• Action item
Wherever a line in the records below contains "Green", copy that line.

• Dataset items
§

//! CLI definitions using clap derive API

use clap::builder::{Styles, styling::AnsiColor};
use clap::{Parser, Subcommand};
use std::path::PathBuf;

use crate::config::InstallerConfig;

/// gatebundle - declarative configuration bundle installer
///
/// Install bundles of folders, certificates, encapsulated assertions, policies and
/// services onto a gateway, reusing whatever the gateway already holds.
#[derive(Parser, Debug)]
#[command(
    name = "gatebundle",
    author,
    version,
    color = clap::ColorChoice::Always,
    styles = Styles::styled()
        .header(AnsiColor::Green.on_default().bold())
        .usage(AnsiColor::Green.on_default().bold())
        .literal(AnsiColor::Cyan.on_default().bold())
        .placeholder(AnsiColor::Cyan.on_default()),
    about = "Declarative configuration bundle installer for gateways",
    long_about = "gatebundle installs configuration bundles (folders, trusted certificates, \
                  encapsulated assertions, policies and services) onto a gateway in dependency \
                  order, rewriting references to the identifiers the gateway assigns.",
    after_help = "\x1b[1m\x1b[32mExamples:\x1b[0m\n    \
                  gatebundle install oauth-manager\n    \
                  gatebundle install oauth-manager --prefix version1a\n    \
                  gatebundle install oauth-manager --dry-run\n    \
                  gatebundle list\n    \
                  gatebundle show oauth-manager"
)]
pub struct Cli {
    /// Configuration file (defaults to ./gatebundle.yaml)
    #[arg(long, short = 'c', global = true, env = "GATEBUNDLE_CONFIG")]
    pub config: Option<PathBuf>,

    /// Enable verbose output
    #[arg(long, short = 'v', global = true)]
    pub verbose: bool,

    #[command(subcommand)]
    pub command: Commands,
}

#[derive(Subcommand, Debug)]
pub enum Commands {
    /// Install bundles onto the target
    Install(InstallArgs),

    /// List available bundles
    List(ListArgs),

    /// Show bundle information
    Show(ShowArgs),

    /// Show version information
    Version,

    /// Generate shell completions
    Completions(CompletionsArgs),
}

/// Arguments for the install command
#[derive(Parser, Debug)]
#[command(after_help = "EXAMPLES:\n  \
                   Install one bundle:\n    gatebundle install oauth-manager\n\n\
                   Install several bundles in order:\n    gatebundle install shared oauth-manager\n\n\
                   Install a second instance side by side:\n    gatebundle install oauth-manager --prefix version1a\n\n\
                   Install below a folder:\n    gatebundle install oauth-manager --install-folder /Integrations\n\n\
                   Show what would be created:\n    gatebundle install oauth-manager --dry-run\n\n\
                   Override detection with a mapping file:\n    gatebundle install oauth-manager --mapping mapping.yaml\n\n\
                   Fill in install variables:\n    gatebundle install oauth-manager --var host=gw.example.com")]
pub struct InstallArgs {
    /// Bundle ids or names, installed in the given order
    #[arg(required = true, value_name = "BUNDLE")]
    pub bundles: Vec<String>,

    /// Directory holding the bundles
    #[arg(long, value_name = "DIR", env = "GATEBUNDLE_BUNDLES_DIR")]
    pub bundles_dir: Option<PathBuf>,

    /// Target store file
    #[arg(long, value_name = "FILE", env = "GATEBUNDLE_TARGET")]
    pub target: Option<PathBuf>,

    /// Instance prefix for names, GUIDs and resolution URIs
    #[arg(long)]
    pub prefix: Option<String>,

    /// Mapping-override file
    #[arg(long, value_name = "FILE")]
    pub mapping: Option<PathBuf>,

    /// Folder path under the root folder that receives the bundle folders
    #[arg(long, value_name = "PATH")]
    pub install_folder: Option<String>,

    /// Id of the target's root folder
    #[arg(long, value_name = "ID")]
    pub root_folder_id: Option<String>,

    /// Cancel the install after this many seconds
    #[arg(long, value_name = "SECS")]
    pub timeout: Option<u64>,

    /// Value of an `${install.NAME}` placeholder (repeatable)
    #[arg(long = "var", value_name = "NAME=VALUE", value_parser = parse_variable)]
    pub variables: Vec<(String, String)>,

    /// Show what would be installed without changing the target
    #[arg(long)]
    pub dry_run: bool,
}

fn parse_variable(arg: &str) -> Result<(String, String), String> {
    let (name, value) = arg
        .split_once('=')
        .ok_or_else(|| format!("expected NAME=VALUE, got '{arg}'"))?;
    let name = name.trim();
    if name.is_empty() {
        return Err(format!("missing variable name in '{arg}'"));
    }
    Ok((name.to_string(), value.to_string()))
}

impl InstallArgs {
    /// The flags that override configuration file values
    pub fn overrides(&self) -> InstallerConfig {
        InstallerConfig {
            bundles_dir: self.bundles_dir.clone(),
            target: self.target.clone(),
            root_folder_id: self.root_folder_id.clone(),
            install_folder: self.install_folder.clone(),
            prefix: self.prefix.clone(),
            mapping: self.mapping.clone(),
            timeout_secs: self.timeout,
            variables: self.variables.iter().cloned().collect(),
        }
    }
}

/// Arguments for the list command
#[derive(Parser, Debug)]
#[command(after_help = "EXAMPLES:\n  \
                  List bundles:\n    gatebundle list\n\n\
                  List bundles of another directory:\n    gatebundle list --bundles-dir ./vendor/bundles")]
pub struct ListArgs {
    /// Directory holding the bundles
    #[arg(long, value_name = "DIR", env = "GATEBUNDLE_BUNDLES_DIR")]
    pub bundles_dir: Option<PathBuf>,
}

/// Arguments for the show command
#[derive(Parser, Debug)]
#[command(after_help = "EXAMPLES:\n  \
                  Show bundle information:\n    gatebundle show oauth-manager\n\n\
                  Use verbose output:\n    gatebundle show oauth-manager -v")]
pub struct ShowArgs {
    /// Bundle id or name
    pub name: String,

    /// Directory holding the bundles
    #[arg(long, value_name = "DIR", env = "GATEBUNDLE_BUNDLES_DIR")]
    pub bundles_dir: Option<PathBuf>,
}

/// Arguments for completions command
#[derive(Parser, Debug)]
#[command(after_help = "EXAMPLES:\n  \
                  Generate bash completions:\n    gatebundle completions bash > ~/.bash_completion.d/gatebundle\n\n\
                  Generate zsh completions:\n    gatebundle completions zsh > ~/.zfunc/_gatebundle\n\n\
                  Generate fish completions:\n    gatebundle completions fish > ~/.config/fish/completions/gatebundle.fish\n\n\
                  Generate PowerShell completions:\n    gatebundle completions powershell")]
pub struct CompletionsArgs {
    /// Shell type (bash, elvish, fish, powershell, zsh)
    pub shell: String,
}

#[cfg(test)]
mod tests {
    use super::*;

    #[test]
    fn test_cli_parsing_install() {
        let cli = Cli::try_parse_from(["gatebundle", "install", "oauth"]).unwrap();
        match cli.command {
            Commands::Install(args) => {
                assert_eq!(args.bundles, vec!["oauth"]);
                assert!(!args.dry_run);
                assert_eq!(args.prefix, None);
            }
            _ => panic!("Expected Install command"),
        }
    }

    #[test]
    fn test_cli_parsing_install_requires_bundle() {
        assert!(Cli::try_parse_from(["gatebundle", "install"]).is_err());
    }

    #[test]
    fn test_cli_parsing_install_with_options() {
        let cli = Cli::try_parse_from([
            "gatebundle",
            "install",
            "shared",
            "oauth",
            "--prefix",
            "version1a",
            "--install-folder",
            "/Integrations",
            "--root-folder-id",
            "0000000000000000ffffffffffffec76",
            "--timeout",
            "30",
            "--var",
            "host=gw.example.com",
            "--var",
            "query=a=b",
            "--dry-run",
        ])
        .unwrap();
        match cli.command {
            Commands::Install(args) => {
                assert_eq!(args.bundles, vec!["shared", "oauth"]);
                assert!(args.dry_run);

                let overrides = args.overrides();
                assert_eq!(overrides.prefix.as_deref(), Some("version1a"));
                assert_eq!(overrides.install_folder.as_deref(), Some("/Integrations"));
                assert_eq!(overrides.timeout_secs, Some(30));
                assert_eq!(overrides.mapping, None);
                assert_eq!(overrides.variables["host"], "gw.example.com");
                assert_eq!(overrides.variables["query"], "a=b");
            }
            _ => panic!("Expected Install command"),
        }
    }

    #[test]
    fn test_cli_parsing_var_requires_name_and_value() {
        assert!(Cli::try_parse_from(["gatebundle", "install", "oauth", "--var", "host"]).is_err());
        assert!(Cli::try_parse_from(["gatebundle", "install", "oauth", "--var", "=x"]).is_err());
    }

    #[test]
    fn test_cli_parsing_list() {
        let cli = Cli::try_parse_from(["gatebundle", "list"]).unwrap();
        assert!(matches!(cli.command, Commands::List(_)));
    }

    #[test]
    fn test_cli_parsing_show() {
        let cli = Cli::try_parse_from(["gatebundle", "show", "oauth"]).unwrap();
        match cli.command {
            Commands::Show(args) => {
                assert_eq!(args.name, "oauth");
            }
            _ => panic!("Expected Show command"),
        }
    }

    #[test]
    fn test_cli_parsing_version() {
        let cli = Cli::try_parse_from(["gatebundle", "version"]).unwrap();
        assert!(matches!(cli.command, Commands::Version));
    }

    #[test]
    fn test_cli_global_options() {
        let cli =
            Cli::try_parse_from(["gatebundle", "-v", "--config", "/tmp/gb.yaml", "list"]).unwrap();
        assert!(cli.verbose);
        assert_eq!(cli.config, Some(PathBuf::from("/tmp/gb.yaml")));
    }

    #[test]
    fn test_cli_parsing_completions() {
        let cli = Cli::try_parse_from(["gatebundle", "completions", "bash"]).unwrap();
        match cli.command {
            Commands::Completions(args) => {
                assert_eq!(args.shell, "bash");
            }
            _ => panic!("Expected Completions command"),
        }
    }
}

§

• Reply to the exercise
        .header(AnsiColor::Green.on_default().bold())
        .usage(AnsiColor::Green.on_default().bold())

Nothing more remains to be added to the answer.